An accurate, complete copy of the records below is required.

----------------

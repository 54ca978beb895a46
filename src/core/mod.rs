//! Core engine modules - store, eviction, segments, cache, workers
//!
//! Independent of any concrete producer or consumer; see `sim` for the
//! synthetic ones used by the demo binary.

pub mod bus;
pub mod clock;
pub mod error;
pub mod event;
pub mod eviction;
pub mod frame_cache;
pub mod pad;
pub mod segment;
pub mod stats;
pub mod store;
pub mod workers;

// Re-exports for convenience
pub use bus::{CacheMessage, MessageBus, MessageKind};
pub use clock::ClockTime;
pub use error::{CacheError, FlowError};
pub use event::{Caps, Event, Format, QosEvent, SeekEvent, SeekFlags, SeekType};
pub use eviction::{EvictionPolicy, RoomReport};
pub use frame_cache::{CacheSink, FlushState, FrameCache};
pub use pad::{Downstream, Upstream};
pub use segment::{Segment, SegmentTracker};
pub use stats::{CacheStats, CacheStatsSnapshot};
pub use store::{Entry, TimeOrderedStore};
pub use workers::Workers;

----------------

- **Task solution**
repository 54ca978beb895a46
filename src/core/mod.rs
//! Core engine modules - store, eviction, segments, cache, workers
//!
//! Independent of any concrete producer or consumer; see `sim` for the
//! synthetic ones used by the demo binary.

pub mod bus;
pub mod clock;
pub mod error;
pub mod event;
pub mod eviction;
pub mod frame_cache;
pub mod pad;
pub mod segment;
pub mod stats;
pub mod store;
pub mod workers;

// Re-exports for convenience
pub use bus::{CacheMessage, MessageBus, MessageKind};
pub use clock::ClockTime;
pub use error::{CacheError, FlowError};
pub use event::{Caps, Event, Format, QosEvent, SeekEvent, SeekFlags, SeekType};
pub use eviction::{EvictionPolicy, RoomReport};
pub use frame_cache::{CacheSink, FlushState, FrameCache};
pub use pad::{Downstream, Upstream};
pub use segment::{Segment, SegmentTracker};
pub use stats::{CacheStats, CacheStatsSnapshot};
pub use store::{Entry, TimeOrderedStore};
pub use workers::Workers;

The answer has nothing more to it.